Between hosting the Firewall podcast twice a week, teaching a class on disruption at Columbia Business School, giving speeches, going on TV news, writing columns and The Fixer, not to mention several decades working in government, politics, venture capital and technology, I’ve developed a working philosophy of politics. I talk about it all the time, but this is my first attempt at codifying it into rules and putting them all in one place. Be forewarned that it’s very much a work in progress, and I would love feedback from anybody who engages with my work on how these rules can be fine-tuned, amended, amplified, whatever it may be.

(1). Every policy output is the result of a political input.

(2). Every politician values staying in office far more than anything else.

(3). Politicians are extremely rational and smart when it comes to determining what’s in their best political interest.

(4). Expecting politicians to “do the right thing” and defy human nature never works.

(5). Politicians will do what you want in one of two cases: (a) they think you can help them win their next election; or (b) they think you can cost them their next election. Otherwise, you don’t matter at all.

(6). Because of gerrymandering, the only election that typically matters is the primary. And because primary turnout is 10–20%, a very small group of voters and special interests choose our elected officials and the policies they pursue.

(7). Politicians, because all they want to do is stay in office, will adapt to whatever policies the majority of their primary voters support, so if primary turnout expands considerably, then the politician shifts to the center to accommodate it.

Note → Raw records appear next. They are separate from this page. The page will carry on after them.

//! Model identifiers used throughout the **ssechat** workspace.
//!
//! The relay talks to exactly one model per process, picked at start-up from
//! configuration.  Well-known OpenAI models get their own enum variant so the
//! adapter can map them without string juggling; anything else travels as
//! [`Model::Custom`] and is passed through verbatim (useful for proxies and
//! OpenAI-compatible servers).
//!
//! ```rust
//! use ssechat_core::model::{Model, OpenAiModel};
//!
//! assert_eq!("gpt-4o-mini".parse::<Model>().unwrap(),
//!            Model::OpenAi(OpenAiModel::Gpt4oMini));
//! assert_eq!("llama3".parse::<Model>().unwrap(),
//!            Model::Custom("llama3".into()));
//! ```

use std::{convert::Infallible, fmt, str::FromStr};

/// Universal identifier for an LLM model.
#[derive(Debug, Clone, PartialEq, Eq, Hash)]
pub enum Model {
    /// Built-in OpenAI models (chat completion API).
    OpenAi(OpenAiModel),
    /// Any model name not covered by a dedicated enum variant.
    Custom(String),
}

impl Default for Model {
    fn default() -> Self {
        Model::OpenAi(OpenAiModel::Gpt35Turbo)
    }
}

/// Models the OpenAI back-end knows by name.
#[derive(Debug, Clone, Copy, PartialEq, Eq, Hash)]
pub enum OpenAiModel {
    Gpt35Turbo,
    Gpt4o,
    Gpt4oMini,
}

impl OpenAiModel {
    /// Canonical API name of the model.
    pub fn as_str(self) -> &'static str {
        match self {
            OpenAiModel::Gpt35Turbo => "gpt-3.5-turbo",
            OpenAiModel::Gpt4o => "gpt-4o",
            OpenAiModel::Gpt4oMini => "gpt-4o-mini",
        }
    }
}

impl From<OpenAiModel> for Model {
    fn from(val: OpenAiModel) -> Self {
        Model::OpenAi(val)
    }
}

impl FromStr for Model {
    type Err = Infallible;

    fn from_str(s: &str) -> Result<Self, Self::Err> {
        let name = s.trim();
        let known = [
            OpenAiModel::Gpt35Turbo,
            OpenAiModel::Gpt4o,
            OpenAiModel::Gpt4oMini,
        ]
        .into_iter()
        .find(|m| m.as_str() == name);

        Ok(match known {
            Some(model) => Model::OpenAi(model),
            None => Model::Custom(name.to_owned()),
        })
    }
}

impl fmt::Display for Model {
    fn fmt(&self, f: &mut fmt::Formatter<'_>) -> fmt::Result {
        match self {
            Model::OpenAi(model) => f.write_str(model.as_str()),
            Model::Custom(name) => f.write_str(name),
        }
    }
}

#[cfg(test)]
mod tests {
    use super::*;

    #[test]
    fn default_is_gpt_35_turbo() {
        assert_eq!(Model::default().to_string(), "gpt-3.5-turbo");
    }

    #[test]
    fn parse_trims_and_round_trips_known_names() {
        let model: Model = "  gpt-4o \n".parse().unwrap();
        assert_eq!(model, Model::OpenAi(OpenAiModel::Gpt4o));
        assert_eq!(model.to_string(), "gpt-4o");
    }

    #[test]
    fn unknown_names_become_custom() {
        let model: Model = "mistral-small".parse().unwrap();
        assert_eq!(model, Model::Custom("mistral-small".into()));
    }
}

(8). If we want different outputs, if we want different policies, we have to change the inputs. The only thing that works is changing the political incentives. Everything else is just noise.

(9). While mobile voting is our structural solution to the problem, on a day to day basis as we run campaigns for our portfolio companies, our clients, and our causes, the key to any campaign is to understand whose support you really need and what will make them feel like you can impact their next primary. This applies to every state and to every party and ideology.

(10). In other words, politics is far less complex than the people in the business — electeds, staffers, reporters, pundits, academics, think tanks — make it out to be. The more complex it sounds, the more impressive they seem. But it’s just about inputs and outputs and nothing else.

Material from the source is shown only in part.